1612. Selden, Illustr. Draytons Poly-olb., ii. 34. We hauing three riuers of note synonymies with her [sc. Isis].
2. The use of synonyms or of words as synonyms; spec. a rhetorical figure by which synonyms are used for the sake of amplification.
[1586. A. Day, Engl. Secretorie, II. (1625), 91. Synonimia, when we bring forth many words together of one signification, or sounding to one purpose.
1589. Puttenham, Engl. Poesie, III. xix. (Arb.), 223. When so euer we multiply our speech by many words or clauses of one sence, the Greekes call it Sinonimia, as who would say, like or consenting names.]
1657. J. Smith, Myst. Rhet., 159. A Synonymie is a commodious heaping together of divers words of one signification.
1880. Massie in Expositor, XI. 147. Ahaz, King of Israel, makes υἱὸς equivalent to δοῦλος . Such sycophantic synonymy St. Paul absolutely repudiates.
3. The subject or study of synonyms; synonyms collectively, a set of synonyms. a. in grammar.
1683. Weekly Memorials, 15 Jan., 375. The Synonomie or several Names to the same sense.
1794. Mrs. Piozzi (title), British Synonymy; or, an attempt at regulating the choice of words in familiar conversation.
1837. Hallam, Lit. Eur., I. iii. § 8. The distinctions in Latin syntax, inflexion, and synonymy.
1908. A. Deissmann, in Expositor, Jan., 73. It is still the best work on New Testament synonymy.
b. in natural history: see SYNONYM 1 b.
1781. Phil. Trans., LXXI. 438. Artedi, in his account of this species, has adopted the synonymy of Schonevelde, who describes a fish under the name of Ophidion imberbe flavum.
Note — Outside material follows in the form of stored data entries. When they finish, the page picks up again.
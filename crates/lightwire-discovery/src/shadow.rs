//! Shadow publisher
//!
//! Wraps the external shadow sink and suppresses snapshots identical to the
//! last one published.

use lightwire_core::{ShadowSink, ShadowSnapshot};
use std::sync::Arc;
use tokio::sync::Mutex;
use tracing::{debug, info};

pub struct ShadowPublisher {
    sink: Arc<dyn ShadowSink>,
    last: Mutex<Option<ShadowSnapshot>>,
}

impl ShadowPublisher {
    pub fn new(sink: Arc<dyn ShadowSink>) -> Self {
        Self {
            sink,
            last: Mutex::new(None),
        }
    }

    /// Publish `snapshot` unless it matches the previous one.
    /// Returns whether the sink was called.
    pub async fn publish(&self, snapshot: ShadowSnapshot) -> bool {
        let mut last = self.last.lock().await;
        if last.as_ref() == Some(&snapshot) {
            debug!("Shadow unchanged, skipping publish");
            return false;
        }
        debug!(lights = snapshot.light_devices.len(), "Publishing shadow");
        self.sink.publish(&snapshot);
        *last = Some(snapshot);
        true
    }

    /// Delete the shadow document; the next snapshot is always published
    pub async fn clear(&self) {
        let mut last = self.last.lock().await;
        info!("Clearing shadow document");
        self.sink.clear();
        *last = None;
    }

    /// Last snapshot handed to the sink
    pub async fn last(&self) -> Option<ShadowSnapshot> {
        self.last.lock().await.clone()
    }
}
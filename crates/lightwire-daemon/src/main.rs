//! Lightwire Daemon - Main entry point
//!
//! Runs light discovery, keeps the shadow in sync and serves the HTTP and
//! WebSocket surface.

mod api;
mod config;
mod server;
mod state;
mod ws;

use anyhow::Result;
use clap::Parser;
use std::path::PathBuf;
use std::time::Duration;
use tokio::time::timeout;
use tracing::{info, warn, Level};
use tracing_subscriber::FmtSubscriber;

/// Quiet period after which a single scan is considered complete
const SCAN_SETTLE: Duration = Duration::from_secs(2);

#[derive(Parser, Debug)]
#[command(name = "lightwire")]
#[command(about = "Smart-light discovery and device shadow daemon")]
#[command(version)]
struct Args {
    /// Path to configuration file
    #[arg(short, long, default_value = "lightwire.toml")]
    config: PathBuf,

    /// Bind address for web server
    #[arg(short, long)]
    bind: Option<String>,

    /// Log level (trace, debug, info, warn, error)
    #[arg(short, long, default_value = "info")]
    log_level: String,

    /// Run a single discovery round and exit
    #[arg(long)]
    scan_once: bool,
}

#[tokio::main]
async fn main() -> Result<()> {
    let args = Args::parse();

    // Initialize logging
    let level = match args.log_level.to_lowercase().as_str() {
        "trace" => Level::TRACE,
        "debug" => Level::DEBUG,
        "info" => Level::INFO,
        "warn" => Level::WARN,
        "error" => Level::ERROR,
        _ => Level::INFO,
    };

    let subscriber = FmtSubscriber::builder()
        .with_max_level(level)
        .with_target(true)
        .finish();

    tracing::subscriber::set_global_default(subscriber)?;

    info!("Lightwire v{}", env!("CARGO_PKG_VERSION"));

    // Load configuration
    let mut config = config::load_config(&args.config)?;

    // Override bind address if specified
    if let Some(bind) = args.bind {
        config.daemon.bind = bind;
    }

    info!(
        type_filter = %config.discovery.type_filter,
        interval_secs = config.daemon.discovery_interval().as_secs(),
        liveness_window_secs = config.daemon.liveness_window_secs,
        "Configuration loaded"
    );
    if let Some(warning) = config.daemon.liveness_warning() {
        warn!("{}", warning);
    }

    // Create application state
    let bind = config.daemon.bind.clone();
    let (state, mut events) = state::AppState::new(config).await?;

    if args.scan_once {
        // Single scan mode
        info!("Running single discovery round");
        state.pipeline.discover();
        while let Ok(Some(event)) = timeout(SCAN_SETTLE, events.recv()).await {
            state.pipeline.handle_event(event).await;
        }

        let entries = state.pipeline.registry().entries().await;
        println!("Discovered {} resources:", entries.len());
        for entry in entries {
            println!(
                "  - {} ({}) at {}",
                entry.resource.name, entry.resource.kind, entry.resource.uri
            );
            if let Some(parent) = &entry.parent {
                println!("    Parent: {}", parent);
            }
        }

        let snapshot = state.snapshot().await;
        println!("Shadow: {} lights", snapshot.light_devices.len());
        for light in snapshot.light_devices {
            println!(
                "  - {}: {} at {}%",
                light.name,
                if light.power_on { "on" } else { "off" },
                light.brightness
            );
        }
    } else {
        // Daemon mode - run web server, discovery and sweeps
        server::run(state, events, &bind).await?;
    }

    Ok(())
}
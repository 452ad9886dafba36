//! Link graph: a resource's declared child references

use serde::{Deserialize, Serialize};
use serde_json::{json, Value};

use crate::representation::{normalize_types, Representation, RepresentationError, LINKS_KEY};

/// Href of the device self-reference, never followed during discovery
pub const DEVICE_HREF: &str = "/oic/d";

/// Relation used when a link does not declare one
pub const DEFAULT_REL: &str = "contains";

const HREF_KEY: &str = "href";
const REL_KEY: &str = "rel";
const RT_KEY: &str = "rt";

/// A reference from a parent resource to a child resource
#[derive(Debug, Clone, PartialEq, Eq, Serialize, Deserialize)]
pub struct Link {
    /// URI of the referenced resource
    pub href: String,
    /// Relation to the parent
    pub rel: String,
    /// Resource types of the referenced resource
    pub rt: Vec<String>,
}

impl Link {
    pub fn new(href: impl Into<String>, rt: Vec<String>) -> Self {
        Self {
            href: href.into(),
            rel: DEFAULT_REL.to_string(),
            rt,
        }
    }

    /// Decode one entry of a `links` array
    pub fn from_value(value: &Value) -> Result<Self, RepresentationError> {
        let object = value
            .as_object()
            .ok_or_else(|| RepresentationError::MalformedLink("entry is not an object".into()))?;

        let href = match object.get(HREF_KEY) {
            Some(Value::String(href)) if !href.is_empty() => href.clone(),
            _ => return Err(RepresentationError::MalformedLink("missing href".into())),
        };

        let rel = match object.get(REL_KEY) {
            None => DEFAULT_REL.to_string(),
            Some(Value::String(rel)) => rel.clone(),
            Some(_) => {
                return Err(RepresentationError::MalformedLink(format!(
                    "rel of {href} is not a string"
                )))
            }
        };

        let rt = match object.get(RT_KEY) {
            None => Vec::new(),
            Some(value) => normalize_types(value).ok_or_else(|| {
                RepresentationError::MalformedLink(format!(
                    "rt of {href} is neither a string nor an array of strings"
                ))
            })?,
        };

        Ok(Self { href, rel, rt })
    }

    pub fn to_value(&self) -> Value {
        json!({
            HREF_KEY: self.href,
            REL_KEY: self.rel,
            RT_KEY: self.rt,
        })
    }

    /// Whether this link points back at the device itself
    pub fn is_device_self_reference(&self) -> bool {
        self.href == DEVICE_HREF
    }

    /// Resource type used to scope discovery of the referenced resource
    pub fn discovery_type(&self) -> Option<&str> {
        self.rt.first().map(String::as_str)
    }
}

/// Ordered list of links declared by a resource
#[derive(Debug, Clone, Default, PartialEq, Eq, Serialize, Deserialize)]
pub struct Links(Vec<Link>);

impl Links {
    pub fn new(links: Vec<Link>) -> Self {
        Self(links)
    }

    /// Decode the `links` attribute of a representation.
    ///
    /// Returns `Ok(None)` when the attribute is absent. Malformed entries are
    /// returned alongside the valid ones so the caller can log and skip them.
    pub fn from_representation(
        rep: &Representation,
    ) -> Result<Option<(Self, Vec<RepresentationError>)>, RepresentationError> {
        let Some(value) = rep.get(LINKS_KEY) else {
            return Ok(None);
        };
        let entries = value.as_array().ok_or_else(|| {
            RepresentationError::MalformedLink("links attribute is not an array".into())
        })?;

        let mut links = Vec::with_capacity(entries.len());
        let mut errors = Vec::new();
        for entry in entries {
            match Link::from_value(entry) {
                Ok(link) => links.push(link),
                Err(e) => errors.push(e),
            }
        }
        Ok(Some((Self(links), errors)))
    }

    pub fn to_value(&self) -> Value {
        Value::Array(self.0.iter().map(Link::to_value).collect())
    }

    pub fn iter(&self) -> impl Iterator<Item = &Link> {
        self.0.iter()
    }

    pub fn hrefs(&self) -> impl Iterator<Item = &str> {
        self.0.iter().map(|l| l.href.as_str())
    }

    pub fn is_empty(&self) -> bool {
        self.0.is_empty()
    }

    pub fn len(&self) -> usize {
        self.0.len()
    }

    /// Links that must be followed by scoped discovery
    pub fn followable(&self) -> impl Iterator<Item = &Link> {
        self.0.iter().filter(|l| !l.is_device_self_reference())
    }
}

impl std::fmt::Display for Links {
    fn fmt(&self, f: &mut std::fmt::Formatter<'_>) -> std::fmt::Result {
        let hrefs: Vec<&str> = self.hrefs().collect();
        write!(f, "[{}]", hrefs.join(", "))
    }
}

#[cfg(test)]
mod tests {
    use super::*;

    #[test]
    fn test_decode_links_mixed_rt_shapes() {
        let rep = Representation::new("/ocf/light/1").with(
            LINKS_KEY,
            json!([
                { "href": "/ocf/switch/1", "rt": "oic.r.switch.binary" },
                {
                    "href": "/ocf/brightness/1",
                    "rel": "contains",
                    "rt": ["oic.r.light.brightness"]
                },
                { "href": "/oic/d", "rt": ["oic.wk.d", "oic.d.light"] },
            ]),
        );

        let (links, errors) = Links::from_representation(&rep).unwrap().unwrap();
        assert!(errors.is_empty());
        assert_eq!(links.len(), 3);
        assert_eq!(
            links.iter().next().unwrap().discovery_type(),
            Some("oic.r.switch.binary")
        );

        let followable: Vec<&str> = links.followable().map(|l| l.href.as_str()).collect();
        assert_eq!(followable, vec!["/ocf/switch/1", "/ocf/brightness/1"]);
    }

    #[test]
    fn test_malformed_entries_are_reported() {
        let rep = Representation::new("/ocf/light/1").with(
            LINKS_KEY,
            json!([
                { "href": "/ocf/switch/1", "rt": 12 },
                { "rt": ["oic.r.switch.binary"] },
                "not-an-object",
                { "href": "/ocf/brightness/1", "rt": [] },
            ]),
        );

        let (links, errors) = Links::from_representation(&rep).unwrap().unwrap();
        assert_eq!(errors.len(), 3);
        assert_eq!(links.len(), 1);
        assert_eq!(links.iter().next().unwrap().discovery_type(), None);
    }

    #[test]
    fn test_absent_and_non_array_links() {
        let rep = Representation::new("/a/light");
        assert_eq!(Links::from_representation(&rep), Ok(None));

        let rep = rep.with(LINKS_KEY, "nope");
        assert!(Links::from_representation(&rep).is_err());
    }
}
//! Web server setup and routing

use anyhow::Result;
use axum::{
    routing::{get, post},
    Router,
};
use std::sync::Arc;
use tower_http::cors::{Any, CorsLayer};
use tracing::info;

use lightwire_transport::EventReceiver;

use crate::api;
use crate::state::AppState;
use crate::ws;

/// Build the application router
pub fn router(state: Arc<AppState>) -> Router {
    Router::new()
        // API routes
        .route("/api/shadow", get(api::get_shadow))
        .route(
            "/api/resources",
            get(api::list_resources).delete(api::remove_resource),
        )
        .route("/api/desired", post(api::apply_desired))
        .route("/api/discover", post(api::trigger_discover))
        .route("/api/simulator", post(api::control_simulator))
        // WebSocket for shadow updates
        .route("/ws", get(ws::websocket_handler))
        // CORS
        .layer(
            CorsLayer::new()
                .allow_origin(Any)
                .allow_methods(Any)
                .allow_headers(Any),
        )
        .with_state(state)
}

/// Run the background tasks and the web server
pub async fn run(state: Arc<AppState>, events: EventReceiver, bind: &str) -> Result<()> {
    let app = router(state.clone());

    // Transport event loop
    let pipeline = state.pipeline.clone();
    tokio::spawn(async move {
        pipeline.run(events).await;
        tracing::error!("Transport event loop exited");
    });

    // Periodic discovery
    let pipeline = state.pipeline.clone();
    let interval = state.config.daemon.discovery_interval();
    tokio::spawn(async move {
        pipeline.run_discovery(interval).await;
    });

    // Stale-entry sweeps
    let sweeper = state.sweeper.clone();
    tokio::spawn(async move {
        sweeper.run().await;
    });

    let listener = tokio::net::TcpListener::bind(bind).await?;
    info!(address = %bind, protocol = "HTTP", "Starting web server");
    axum::serve(listener, app).await?;
    Ok(())
}

#[cfg(test)]
mod tests {
    use super::*;
    use crate::config::Config;
    use axum::body::{to_bytes, Body};
    use axum::http::{Request, StatusCode};
    use lightwire_transport::{LightLayout, SimulatedLight};
    use serde_json::{json, Value};
    use tempfile::TempDir;
    use tower::ServiceExt;

    async fn discovered_state(temp_dir: &TempDir) -> Arc<AppState> {
        let mut config = Config::default();
        config.names.path = temp_dir
            .path()
            .join("names.json")
            .to_string_lossy()
            .into_owned();
        config.simulator.lights = vec![
            SimulatedLight::new("Porch", LightLayout::Monolithic).with_state(true, 40),
            SimulatedLight::new("Attic", LightLayout::Monolithic),
        ];

        let (state, mut events) = AppState::new(config).await.unwrap();
        state.pipeline.discover();
        state.pipeline.drain(&mut events).await;
        state
    }

    async fn send(app: Router, request: Request<Body>) -> (StatusCode, Value) {
        let response = app.oneshot(request).await.unwrap();
        let status = response.status();
        let bytes = to_bytes(response.into_body(), usize::MAX).await.unwrap();
        let body = if bytes.is_empty() {
            Value::Null
        } else {
            serde_json::from_slice(&bytes).unwrap()
        };
        (status, body)
    }

    fn json_request(method: &str, uri: &str, body: Value) -> Request<Body> {
        Request::builder()
            .method(method)
            .uri(uri)
            .header("content-type", "application/json")
            .body(Body::from(body.to_string()))
            .unwrap()
    }

    #[tokio::test]
    async fn test_get_shadow_sorted() {
        let temp_dir = TempDir::new().unwrap();
        let state = discovered_state(&temp_dir).await;

        let request = Request::get("/api/shadow").body(Body::empty()).unwrap();
        let (status, body) = send(router(state), request).await;

        assert_eq!(status, StatusCode::OK);
        let lights = body["lightDevices"].as_array().unwrap();
        assert_eq!(lights.len(), 2);
        assert_eq!(lights[0]["name"], "Attic");
        assert_eq!(lights[1]["name"], "Porch");
        assert_eq!(lights[1]["powerOn"], json!(true));
        assert_eq!(lights[1]["brightness"], json!(40));
    }

    #[tokio::test]
    async fn test_desired_unknown_light_is_not_found() {
        let temp_dir = TempDir::new().unwrap();
        let state = discovered_state(&temp_dir).await;

        let request = json_request(
            "POST",
            "/api/desired",
            json!({ "uri": "/a/light/missing", "powerOn": true }),
        );
        let (status, body) = send(router(state), request).await;

        assert_eq!(status, StatusCode::NOT_FOUND);
        assert!(body["error"].is_string());
    }

    #[tokio::test]
    async fn test_desired_power_is_written() {
        let temp_dir = TempDir::new().unwrap();
        let state = discovered_state(&temp_dir).await;
        let uri = state.snapshot().await.light_devices[0].uri.clone();

        let request = json_request(
            "POST",
            "/api/desired",
            json!({ "uri": uri, "powerOn": true, "brightness": 150 }),
        );
        let (status, body) = send(router(state.clone()), request).await;

        assert_eq!(status, StatusCode::OK);
        assert_eq!(body["issued"].as_array().unwrap().len(), 1);
        let light = state.network.light(&uri).unwrap();
        assert!(light.power_on);
        assert_eq!(light.brightness, 100);
    }

    #[tokio::test]
    async fn test_remove_resource() {
        let temp_dir = TempDir::new().unwrap();
        let state = discovered_state(&temp_dir).await;
        let uri = state.snapshot().await.light_devices[0].uri.clone();

        let request = json_request("DELETE", "/api/resources", json!({ "uri": uri }));
        let (status, body) = send(router(state.clone()), request).await;
        assert_eq!(status, StatusCode::OK);
        assert_eq!(body["removed"], json!([uri]));
        assert_eq!(state.snapshot().await.light_devices.len(), 1);

        let request = json_request("DELETE", "/api/resources", json!({ "uri": uri }));
        let (status, _) = send(router(state), request).await;
        assert_eq!(status, StatusCode::NOT_FOUND);
    }

    #[tokio::test]
    async fn test_list_resources() {
        let temp_dir = TempDir::new().unwrap();
        let state = discovered_state(&temp_dir).await;

        let request = Request::get("/api/resources").body(Body::empty()).unwrap();
        let (status, body) = send(router(state), request).await;

        assert_eq!(status, StatusCode::OK);
        let entries = body.as_array().unwrap();
        assert_eq!(entries.len(), 2);
        assert!(entries.iter().all(|e| e["kind"] == "light"));
    }
}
1785. Martyn, Lett. Bot., Introd. (1794), 6. A Synonymy, or exact list of the names that every plant bore in all the writers which preceded them.
1854. Woodward, Mollusca, II. 162. The synonymy of the genus would fill several pages.
1877. H. Saunders, in Proc. Zool. Soc. (1878), 156. The comparative simplicity of the synonymy of the Sterninæ.
1887. W. Phillips, Brit. Discomycetes, 241. Dr. Cooke has pointed out the fact that two different species have been included by authors under this name . The synonymy is rendered somewhat uncertain by this fact.
4. The quality or fact of being synonymous; identity of meaning; synonymousness.
1794. Mrs. Piozzi, Synon., I. 182. Yet would such a transposition be no proof of their synonymy.
1815. Paris Chit-chat (1816), II. 102. A philologer established the synonimy of the words repress and prevent.
1857. H. H. Breen, Mod. Eng. Lit., 86. Soane will have it that Spenser intended the particle or to express synonymy.